Work to be completed>
Print the data below exactly, but only the lines from the one containing "assert!(chunks.iter().all(|c| c.payload.iv.is_some()));" down to the one containing "let data = sample(300 * 1024);", inclusive.

Input data START

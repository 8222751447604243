//! Chunk codec: slice, compress, encrypt, address
//!
//! Encoding is lazy: [`ChunkEncoder`] pulls one slice at a time from any
//! `Read` source. Decoding is all-or-nothing: a single corrupt chunk fails the
//! whole file and no partial output is returned.

use flate2::read::ZlibDecoder;
use flate2::write::ZlibEncoder;
use flate2::Compression;
use std::io::{Read, Write};
use thiserror::Error;

use crate::cid::chunk_cid;
use crate::crypto::{self, CryptoError, EncryptionKey};
use crate::types::{Chunk, EncryptedChunk};

#[derive(Debug, Error)]
pub enum CodecError {
    #[error("Corrupt chunk {index}: {reason}")]
    CorruptChunk { index: u32, reason: String },
    #[error("Chunks out of order: expected index {expected}, found {found}")]
    OutOfOrder { expected: u32, found: u32 },
    #[error("Chunk {0} is encrypted but no key was supplied")]
    MissingKey(u32),
    #[error("Chunk size must be greater than zero")]
    InvalidChunkSize,
    #[error("Encryption failed: {0}")]
    Crypto(#[from] CryptoError),
    #[error("IO error: {0}")]
    Io(#[from] std::io::Error),
}

/// One encoded slice
#[derive(Debug, Clone)]
pub struct EncodedChunk {
    pub chunk_index: u32,
    pub chunk_cid: String,
    pub payload: EncryptedChunk,
    /// Size of the slice before compression
    pub plain_len: usize,
}

/// Lazy encoder over a byte source
pub struct ChunkEncoder<R> {
    reader: R,
    key: Option<EncryptionKey>,
    chunk_size: usize,
    next_index: u32,
    done: bool,
}

/// Start encoding `reader` into chunks of `chunk_size` bytes.
///
/// An empty source still yields one (empty) chunk so that every stored file
/// has at least one chunk to decode.
pub fn encode<R: Read>(
    reader: R,
    key: Option<&EncryptionKey>,
    chunk_size: usize,
) -> Result<ChunkEncoder<R>, CodecError> {
    if chunk_size == 0 {
        return Err(CodecError::InvalidChunkSize);
    }
    Ok(ChunkEncoder {
        reader,
        key: key.copied(),
        chunk_size,
        next_index: 0,
        done: false,
    })
}

impl<R: Read> ChunkEncoder<R> {
    fn read_slice(&mut self) -> std::io::Result<Vec<u8>> {
        let mut buf = vec![0u8; self.chunk_size];
        let mut filled = 0;
        while filled < buf.len() {
            match self.reader.read(&mut buf[filled..]) {
                Ok(0) => break,
                Ok(n) => filled += n,
                Err(e) if e.kind() == std::io::ErrorKind::Interrupted => continue,
                Err(e) => return Err(e),
            }
        }
        buf.truncate(filled);
        Ok(buf)
    }
}

impl<R: Read> Iterator for ChunkEncoder<R> {
    type Item = Result<EncodedChunk, CodecError>;

    fn next(&mut self) -> Option<Self::Item> {
        if self.done {
            return None;
        }

        let slice = match self.read_slice() {
            Ok(slice) => slice,
            Err(e) => {
                self.done = true;
                return Some(Err(e.into()));
            }
        };

        if slice.len() < self.chunk_size {
            self.done = true;
            if slice.is_empty() && self.next_index > 0 {
                return None;
            }
        }

        let index = self.next_index;
        self.next_index += 1;

        Some(encode_slice(&slice, self.key.as_ref()).map(|payload| EncodedChunk {
            chunk_index: index,
            chunk_cid: chunk_cid(&payload.data),
            payload,
            plain_len: slice.len(),
        }))
    }
}

/// Compress and (optionally) encrypt one slice
pub fn encode_slice(slice: &[u8], key: Option<&EncryptionKey>) -> Result<EncryptedChunk, CodecError> {
    let compressed = compress(slice)?;
    match key {
        Some(key) => {
            let (nonce, data) = crypto::encrypt(&compressed, key)?;
            Ok(EncryptedChunk::sealed(nonce.to_vec(), data))
        }
        None => Ok(EncryptedChunk::plain(compressed)),
    }
}

/// Decrypt (when sealed) and inflate one chunk payload
pub fn decode_chunk(
    index: u32,
    payload: &EncryptedChunk,
    key: Option<&EncryptionKey>,
) -> Result<Vec<u8>, CodecError> {
    let compressed = match (&payload.iv, key) {
        (Some(iv), Some(key)) => {
            crypto::decrypt(iv, &payload.data, key).map_err(|e| CodecError::CorruptChunk {
                index,
                reason: e.to_string(),
            })?
        }
        (Some(_), None) => return Err(CodecError::MissingKey(index)),
        (None, _) => payload.data.clone(),
    };

    decompress(&compressed).map_err(|e| CodecError::CorruptChunk {
        index,
        reason: format!("inflate failed: {}", e),
    })
}

/// Decode chunks supplied in ascending index order.
///
/// Indices must run 0, 1, 2, ... without gaps. Callers holding an unordered
/// set sort by index first (see [`sort_by_index`]).
pub fn decode<'a, I>(chunks: I, key: Option<&EncryptionKey>) -> Result<Vec<u8>, CodecError>
where
    I: IntoIterator<Item = (u32, &'a EncryptedChunk)>,
{
    let mut out = Vec::new();
    for (expected, (index, payload)) in (0u32..).zip(chunks) {
        if index != expected {
            return Err(CodecError::OutOfOrder {
                expected,
                found: index,
            });
        }
        out.extend_from_slice(&decode_chunk(index, payload, key)?);
    }
    Ok(out)
}

/// Decode store chunks (must already be sorted)
pub fn decode_chunks(chunks: &[Chunk], key: Option<&EncryptionKey>) -> Result<Vec<u8>, CodecError> {
    decode(chunks.iter().map(|c| (c.chunk_index, &c.payload)), key)
}

/// Sort chunks by index. Never by CID: hash order is not stream order.
pub fn sort_by_index(chunks: &mut [Chunk]) {
    chunks.sort_by_key(|c| c.chunk_index);
}

fn compress(data: &[u8]) -> std::io::Result<Vec<u8>> {
    let mut encoder = ZlibEncoder::new(Vec::new(), Compression::default());
    encoder.write_all(data)?;
    encoder.finish()
}

fn decompress(data: &[u8]) -> std::io::Result<Vec<u8>> {
    let mut decoder = ZlibDecoder::new(data);
    let mut out = Vec::new();
    decoder.read_to_end(&mut out)?;
    Ok(out)
}

#[cfg(test)]
mod tests {
    use super::*;
    use crate::crypto::generate_key;

    fn sample(len: usize) -> Vec<u8> {
        (0..len).map(|i| (i * 31 % 251) as u8).collect()
    }

    fn encode_all(data: &[u8], key: Option<&EncryptionKey>, size: usize) -> Vec<EncodedChunk> {
        encode(data, key, size)
            .unwrap()
            .collect::<Result<Vec<_>, _>>()
            .unwrap()
    }

    fn decode_all(chunks: &[EncodedChunk], key: Option<&EncryptionKey>) -> Result<Vec<u8>, CodecError> {
        decode(chunks.iter().map(|c| (c.chunk_index, &c.payload)), key)
    }

    #[test]
    fn test_roundtrip_with_key() {
        let key = generate_key();
        let data = sample(10_000);
        let chunks = encode_all(&data, Some(&key), 4096);
        assert_eq!(chunks.len(), 3);
        assert!(chunks.iter().all(|c| c.payload.iv.is_some()));
        assert_eq!(decode_all(&chunks, Some(&key)).unwrap(), data);
    }

    #[test]
    fn test_roundtrip_without_key() {
        let data = sample(5000);
        let chunks = encode_all(&data, None, 1024);
        assert!(chunks.iter().all(|c| c.payload.iv.is_none()));
        assert_eq!(decode_all(&chunks, None).unwrap(), data);
    }

    #[test]
    fn test_slice_sizes_300k() {
        let data = sample(300 * 1024);
        let chunks = encode_all(&data, Some(&generate_key()), 128 * 1024);
        let sizes: Vec<usize> = chunks.iter().map(|c| c.plain_len).collect();
        assert_eq!(sizes, vec![128 * 1024, 128 * 1024, 44 * 1024]);

        let mut cids: Vec<&str> = chunks.iter().map(|c| c.chunk_cid.as_str()).collect();
        cids.sort();
        cids.dedup();
        assert_eq!(cids.len(), 3);
    }

    #[test]
    fn test_exact_multiple_has_no_trailing_empty_chunk() {
        let chunks = encode_all(&sample(2048), None, 1024);
        assert_eq!(chunks.len(), 2);
    }

    #[test]
    fn test_empty_input_yields_one_chunk() {
        let chunks = encode_all(b"", None, 1024);
        assert_eq!(chunks.len(), 1);
        assert_eq!(decode_all(&chunks, None).unwrap(), Vec::<u8>::new());
    }

    #[test]
    fn test_cid_over_ciphertext() {
        let chunks = encode_all(b"same plaintext", Some(&generate_key()), 1024);
        let again = encode_all(b"same plaintext", Some(&generate_key()), 1024);
        // fresh nonce, fresh key: different ciphertext, different address
        assert_ne!(chunks[0].chunk_cid, again[0].chunk_cid);
        assert_eq!(chunks[0].chunk_cid, chunk_cid(&chunks[0].payload.data));
    }

    #[test]
    fn test_wrong_key_is_corrupt() {
        let chunks = encode_all(&sample(100), Some(&generate_key()), 64);
        let err = decode_all(&chunks, Some(&generate_key())).unwrap_err();
        assert!(matches!(err, CodecError::CorruptChunk { index: 0, .. }));
    }

    #[test]
    fn test_bad_deflate_is_corrupt() {
        let bogus = EncryptedChunk::plain(vec![1, 2, 3, 4]);
        let err = decode([(0, &bogus)], None).unwrap_err();
        assert!(matches!(err, CodecError::CorruptChunk { index: 0, .. }));
    }

    #[test]
    fn test_missing_key() {
        let chunks = encode_all(b"x", Some(&generate_key()), 64);
        assert!(matches!(decode_all(&chunks, None), Err(CodecError::MissingKey(0))));
    }

    #[test]
    fn test_unsorted_input_rejected() {
        let data = sample(300);
        let mut chunks = encode_all(&data, None, 100);
        chunks.swap(0, 2);
        assert!(matches!(
            decode_all(&chunks, None),
            Err(CodecError::OutOfOrder { expected: 0, found: 2 })
        ));

        chunks.sort_by_key(|c| c.chunk_index);
        assert_eq!(decode_all(&chunks, None).unwrap(), data);
    }

    #[test]
    fn test_zero_chunk_size() {
        assert!(matches!(encode(&b"x"[..], None, 0), Err(CodecError::InvalidChunkSize)));
    }
}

Input data END

Response to this task>
        assert!(chunks.iter().all(|c| c.payload.iv.is_some()));
        assert_eq!(decode_all(&chunks, Some(&key)).unwrap(), data);
    }

    #[test]
    fn test_roundtrip_without_key() {
        let data = sample(5000);
        let chunks = encode_all(&data, None, 1024);
        assert!(chunks.iter().all(|c| c.payload.iv.is_none()));
        assert_eq!(decode_all(&chunks, None).unwrap(), data);
    }

    #[test]
    fn test_slice_sizes_300k() {
        let data = sample(300 * 1024);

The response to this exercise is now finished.